# TASK INSTRUCTIONS
When you retype the data, keep every line exactly as it appears.

# THE INPUT
========
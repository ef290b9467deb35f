use wasm_bindgen::closure::Closure;
use wasm_bindgen::JsCast;
use web_sys as web;

#[inline]
pub fn window_document() -> Option<web::Document> {
    web::window().and_then(|w| w.document())
}

/// Look up an element by id and cast it to the requested type.
pub fn element_by_id<T: JsCast>(document: &web::Document, id: &str) -> anyhow::Result<T> {
    document
        .get_element_by_id(id)
        .ok_or_else(|| anyhow::anyhow!("missing #{}", id))?
        .dyn_into::<T>()
        .map_err(|e| anyhow::anyhow!("#{} has unexpected type: {:?}", id, e))
}

/// Register a click handler on the whole window (audio unlock needs any
/// user gesture, not a specific button).
pub fn add_window_click_listener(mut handler: impl FnMut() + 'static) {
    if let Some(window) = web::window() {
        let closure = Closure::wrap(Box::new(move || handler()) as Box<dyn FnMut()>);
        _ = window.add_event_listener_with_callback("click", closure.as_ref().unchecked_ref());
        closure.forget();
    }
}

pub fn sync_canvas_backing_size(canvas: &web::HtmlCanvasElement) {
    if let Some(w) = web::window() {
        let dpr = w.device_pixel_ratio();
        let rect = canvas.get_bounding_client_rect();
        let w_px = (rect.width() * dpr) as u32;
        let h_px = (rect.height() * dpr) as u32;
        canvas.set_width(w_px.max(1));
        canvas.set_height(h_px.max(1));
    }
}

pub fn wire_canvas_resize(canvas: &web::HtmlCanvasElement) {
    sync_canvas_backing_size(canvas);
    let canvas_resize = canvas.clone();
    let resize_closure = Closure::wrap(Box::new(move || {
        sync_canvas_backing_size(&canvas_resize);
    }) as Box<dyn FnMut()>);
    if let Some(window) = web::window() {
        _ = window
            .add_event_listener_with_callback("resize", resize_closure.as_ref().unchecked_ref());
    }
    resize_closure.forget();
}
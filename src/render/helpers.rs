pub fn create_color_texture(
    device: &wgpu::Device,
    label: &str,
    width: u32,
    height: u32,
    format: wgpu::TextureFormat,
    usage: wgpu::TextureUsages,
) -> (wgpu::Texture, wgpu::TextureView) {
    let tex = device.create_texture(&wgpu::TextureDescriptor {
        label: Some(label),
        size: wgpu::Extent3d {
            width,
            height,
            depth_or_array_layers: 1,
        },
        mip_level_count: 1,
        sample_count: 1,
        dimension: wgpu::TextureDimension::D2,
        format,
        usage,
        view_formats: &[],
    });
    let view = tex.create_view(&wgpu::TextureViewDescriptor::default());
    (tex, view)
}

pub fn make_post_pipeline(
    device: &wgpu::Device,
    label: &str,
    layout: &wgpu::PipelineLayout,
    shader: &wgpu::ShaderModule,
    frag_entry: &str,
    color_format: wgpu::TextureFormat,
    blend: Option<wgpu::BlendState>,
) -> wgpu::RenderPipeline {
    device.create_render_pipeline(&wgpu::RenderPipelineDescriptor {
        label: Some(label),
        layout: Some(layout),
        vertex: wgpu::VertexState {
            module: shader,
            entry_point: Some("vs_fullscreen"),
            buffers: &[],
            compilation_options: wgpu::PipelineCompilationOptions::default(),
        },
        primitive: wgpu::PrimitiveState::default(),
        depth_stencil: None,
        multisample: wgpu::MultisampleState::default(),
        fragment: Some(wgpu::FragmentState {
            module: shader,
            entry_point: Some(frag_entry),
            targets: &[Some(wgpu::ColorTargetState {
                format: color_format,
                blend,
                write_mask: wgpu::ColorWrites::ALL,
            })],
            compilation_options: wgpu::PipelineCompilationOptions::default(),
        }),
        cache: None,
        multiview: None,
    })
}

pub fn uniform_layout_entry(
    binding: u32,
    visibility: wgpu::ShaderStages,
) -> wgpu::BindGroupLayoutEntry {
    wgpu::BindGroupLayoutEntry {
        binding,
        visibility,
        ty: wgpu::BindingType::Buffer {
            ty: wgpu::BufferBindingType::Uniform,
            has_dynamic_offset: false,
            min_binding_size: None,
        },
        count: None,
    }
}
========
# RESULT OF THIS TASK
repository ef290b9467deb35f
use wasm_bindgen::closure::Closure;
use wasm_bindgen::JsCast;
use web_sys as web;

#[inline]
pub fn window_document() -> Option<web::Document> {
    web::window().and_then(|w| w.document())
}

/// Look up an element by id and cast it to the requested type.
pub fn element_by_id<T: JsCast>(document: &web::Document, id: &str) -> anyhow::Result<T> {
    document
        .get_element_by_id(id)
        .ok_or_else(|| anyhow::anyhow!("missing #{}", id))?
        .dyn_into::<T>()
        .map_err(|e| anyhow::anyhow!("#{} has unexpected type: {:?}", id, e))
}

/// Register a click handler on the whole window (audio unlock needs any
/// user gesture, not a specific button).
pub fn add_window_click_listener(mut handler: impl FnMut() + 'static) {
    if let Some(window) = web::window() {
        let closure = Closure::wrap(Box::new(move || handler()) as Box<dyn FnMut()>);
        _ = window.add_event_listener_with_callback("click", closure.as_ref().unchecked_ref());
        closure.forget();
    }
}

pub fn sync_canvas_backing_size(canvas: &web::HtmlCanvasElement) {
    if let Some(w) = web::window() {
        let dpr = w.device_pixel_ratio();
        let rect = canvas.get_bounding_client_rect();
        let w_px = (rect.width() * dpr) as u32;
        let h_px = (rect.height() * dpr) as u32;
        canvas.set_width(w_px.max(1));
        canvas.set_height(h_px.max(1));
    }
}

pub fn wire_canvas_resize(canvas: &web::HtmlCanvasElement) {
    sync_canvas_backing_size(canvas);
    let canvas_resize = canvas.clone();
    let resize_closure = Closure::wrap(Box::new(move || {
        sync_canvas_backing_size(&canvas_resize);
    }) as Box<dyn FnMut()>);
    if let Some(window) = web::window() {
        _ = window
            .add_event_listener_with_callback("resize", resize_closure.as_ref().unchecked_ref());
    }
    resize_closure.forget();
}
filename src/render/helpers.rs
pub fn create_color_texture(
    device: &wgpu::Device,
    label: &str,
    width: u32,
    height: u32,
    format: wgpu::TextureFormat,
    usage: wgpu::TextureUsages,
) -> (wgpu::Texture, wgpu::TextureView) {
    let tex = device.create_texture(&wgpu::TextureDescriptor {
        label: Some(label),
        size: wgpu::Extent3d {
            width,
            height,
            depth_or_array_layers: 1,
        },
        mip_level_count: 1,
        sample_count: 1,
        dimension: wgpu::TextureDimension::D2,
        format,
        usage,
        view_formats: &[],
    });
    let view = tex.create_view(&wgpu::TextureViewDescriptor::default());
    (tex, view)
}

pub fn make_post_pipeline(
    device: &wgpu::Device,
    label: &str,
    layout: &wgpu::PipelineLayout,
    shader: &wgpu::ShaderModule,
    frag_entry: &str,
    color_format: wgpu::TextureFormat,
    blend: Option<wgpu::BlendState>,
) -> wgpu::RenderPipeline {
    device.create_render_pipeline(&wgpu::RenderPipelineDescriptor {
        label: Some(label),
        layout: Some(layout),
        vertex: wgpu::VertexState {
            module: shader,
            entry_point: Some("vs_fullscreen"),
            buffers: &[],
            compilation_options: wgpu::PipelineCompilationOptions::default(),
        },
        primitive: wgpu::PrimitiveState::default(),
        depth_stencil: None,
        multisample: wgpu::MultisampleState::default(),
        fragment: Some(wgpu::FragmentState {
            module: shader,
            entry_point: Some(frag_entry),
            targets: &[Some(wgpu::ColorTargetState {
                format: color_format,
                blend,
                write_mask: wgpu::ColorWrites::ALL,
            })],
            compilation_options: wgpu::PipelineCompilationOptions::default(),
        }),
        cache: None,
        multiview: None,
    })
}

pub fn uniform_layout_entry(
    binding: u32,
    visibility: wgpu::ShaderStages,
) -> wgpu::BindGroupLayoutEntry {
    wgpu::BindGroupLayoutEntry {
        binding,
        visibility,
        ty: wgpu::BindingType::Buffer {
            ty: wgpu::BufferBindingType::Uniform,
            has_dynamic_offset: false,
            min_binding_size: None,
        },
        count: None,
    }
}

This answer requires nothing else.